By Bill Brown · September 7th, 2009 4:15 pm · 9 Comments ·

With two children in public-school Kindergarten, I was very concerned about Tuesday’s speech by President Obama to all public school students from pre-Kindergarten to sixth grade. It wasn’t so much that I thought my two girls would become Obamatons—my concern was more along the lines of the precedent being established.

Any speech suitable for delivery to such a wide range of ages is likely to be little more than rah-rah cheerleading about staying in school. [UPDATE: That is exactly what it turned out to be.] But this sort of thing always starts out innocuously; next thing you know kids are writing out pledges to Obama that they’ll stay in school and there’s a weekly address to them. The whole thing reeks of the “cult of personality” that has encircled Obama since he announced his candidacy. I guarantee that he would not exercise subsequent restraint, it’s just not in his nature.

But the left rightly points out that Ronald Reagan and George H.W. Bush made such a speech once each and there wasn’t a groundswell of opposition. Leaving aside the fact that most parents of school-age children now were school-age children themselves back then (a salient point that they conveniently ignore), they see only one possible explanation for the current backlash: the president’s race.

For leftists, racism is the easiest way to dismiss an opponent. If you can blithely note that a lot of the opposition is in the South, you can get away without even considering other possibilities or actually arguing about anything. Leveling that charge effectively shuts down the discussion. It can’t be that a lot of people don’t trust Obama to give a innocuous speech or that they think the federal government is overreaching or that they spurn a politicization of education—it has to be that he doesn’t look like them.

I am sympathetic to those who are outraged at Obama’s audacity, but honestly it’s a minor issue. Even the most interventionist speech he could give pales next to the insidious messages that school children get everyday. We live in a culture of unreason and that permeates the classrooms of the nation, no matter the source of their funding.
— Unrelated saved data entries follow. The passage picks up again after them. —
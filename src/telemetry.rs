//! Telemetry helpers for applications embedding `fleet-gantt`.
//!
//! Layout, selection and fetch bookkeeping log through `tracing`. Hosts can
//! call `init_default_tracing` or install their own subscriber and filters.

/// Initializes a compact `tracing` subscriber when the `telemetry` feature is enabled.
///
/// The filter comes from `RUST_LOG` and falls back to `fleet_gantt=info`.
/// Returns `false` when the feature is disabled or the host already set a
/// global subscriber.
#[must_use]
pub fn init_default_tracing() -> bool {
    #[cfg(feature = "telemetry")]
    {
        let filter = tracing_subscriber::EnvFilter::try_from_default_env()
            .unwrap_or_else(|_| tracing_subscriber::EnvFilter::new("fleet_gantt=info"));
        return tracing_subscriber::fmt()
            .with_env_filter(filter)
            .with_target(true)
            .compact()
            .try_init()
            .is_ok();
    }

    #[cfg(not(feature = "telemetry"))]
    {
        false
    }
}

#[cfg(test)]
mod tests {
    use super::init_default_tracing;

    #[cfg(not(feature = "telemetry"))]
    #[test]
    fn disabled_feature_installs_nothing() {
        assert!(!init_default_tracing());
    }

    #[cfg(feature = "telemetry")]
    #[test]
    fn second_initialization_is_refused() {
        let _ = init_default_tracing();
        assert!(!init_default_tracing());
    }
}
Parents should be evaluating the curriculum, not pulling their children out for a school day.

9 responses so far ↓

  • 1 TW // Sep 7, 2009 at 5:47 pm

    I have thought from the beginning that the reaction to Obama’s speech was overblown. It is telling, though. Not, however, in the way that the left thinks, as you noted, Bill.

    You pointed out that accusations of racism are the easiest ways to shut down discussion. I think it is especially important that all rational people push back against this dishonest tactic.
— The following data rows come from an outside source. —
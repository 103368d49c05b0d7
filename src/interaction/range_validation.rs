use chrono::{DateTime, NaiveDate, Utc};
use tracing::trace;

use crate::core::TimeWindow;
use crate::error::{GanttError, GanttResult};

use super::RangePolicy;

/// Soft check for a candidate window.
///
/// `false` when `end < start` or the span exceeds the policy maximum; a span
/// of exactly the maximum is accepted.
#[must_use]
pub fn validate_window(start: DateTime<Utc>, end: DateTime<Utc>, policy: RangePolicy) -> bool {
    end >= start && end - start <= policy.max_span()
}

/// Strict variant of [`validate_window`] returning the committed window.
pub fn ensure_window(
    start: DateTime<Utc>,
    end: DateTime<Utc>,
    policy: RangePolicy,
) -> GanttResult<TimeWindow> {
    if end < start {
        return Err(GanttError::InvalidWindow {
            start,
            end,
            reason: "end precedes start",
        });
    }
    if end - start > policy.max_span() {
        return Err(GanttError::InvalidWindow {
            start,
            end,
            reason: "window exceeds the maximum span",
        });
    }
    TimeWindow::new(start, end)
}

/// Whether a calendar date may be picked as the end of a pending range.
///
/// `pending_start` is `Some` only while a start is chosen and the end is not;
/// otherwise every date is selectable because a new pick starts over.
#[must_use]
pub fn is_date_selectable(
    candidate: NaiveDate,
    pending_start: Option<NaiveDate>,
    policy: RangePolicy,
) -> bool {
    let Some(start) = pending_start else {
        return true;
    };
    let distance_days = (candidate - start).num_days().abs();
    let selectable = distance_days <= i64::from(policy.max_span_days);
    trace!(%candidate, %start, distance_days, selectable, "date selectability");
    selectable
}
    It works now because so many people run in fear when they think there is the slightest chance that they might be suspected of racism, no matter how ridiculous such a charge happens to be in a given context.

  • 2 Mike N // Sep 7, 2009 at 7:19 pm

    I do think the alarm over Obama’s speech is hyped too much. Rational Jenn has a good post along the same lines. http://rationaljenn.blogspot.com/2009/09/one-about-obamas-speech.html

  • 3 Mike // Sep 8, 2009 at 9:14 am

    I actually found it a bit more insidious, while generally agreeing that most of the content is mere static. I hope I am not being rude by self-linking my post on this topic, for any interested.

  • 4 Bill Brown // Sep 8, 2009 at 9:49 am

    Self-linking is fine. I just can’t get that worked up about a single speech from someone my kids have never seen before saying things that will mostly go over my kids’ heads. I’m far more concerned about the messages they hear day after day in school, on TV, and in books.

  • 5 Myrhaf // Sep 9, 2009 at 2:27 am

    I don’t have children, but my first reaction to the idea of Obama speaking to children was negative. I don’t trust anything about the man. The speech apparently turned out to be boiler plate stuff about personal responsibility — ideas, as Rush Limbaugh pointed out, that Obama as a collectivist does not really believe. I think they rewrote the speech because of the initial response, taking out the part about kids helping Obama, and they probably had a good laugh at how they made Republicans look like hysterical nuts.

    The much greater danger than this speech is the fact that we have government schools at all. I believe with Mencken that the goal of public education is to destroy independent thinking and create citizens who will obey and go along with the welfare state.

  • 6 Embedded I // Sep 9, 2009 at 8:12 am

    “I think they rewrote the speech because of the initial response, taking out the part about kids helping Obama, and they probably had a good laugh at how they made Republicans look like hysterical nuts.”

    Some of Obama’s most frequently consulted advisers are not members of his cabinet, have extraordinary Leftist backgrounds, and certainly know a wide range of propaganda techniques.

    What is the likelihood that Obama’s ‘team’ & speech writers, deliberately allowed negative expectations to foment, and knew they could make their political enemies look foolish by a middle of the road speech?

  • 7 Bill Brown // Sep 9, 2009 at 8:18 am

    That would be a shrewd move, but there’s ample contradictory evidence that they’re not as calculating or clever as we often ascribe them to be. It wouldn’t surprise me that they re-wrote the speech, toning it down to neutralize obvious criticisms, and are enjoying the shrill calls of “all that fuss about such an innocent speech.” But I don’t think they went into it with that plan.

  • 8 Jim May // Sep 10, 2009 at 4:21 pm

    I believe with Mencken that the goal of public education is to destroy independent thinking and create citizens who will obey and go along with the welfare state.

    Myrhaf: have you ever heard of John Taylor Gatto?

    He’s a bit misguided in certain disappointingly common aspects (i.e. blaming business/”consumerism” rather than government), but otherwise his attack on socialized education is pretty incisive.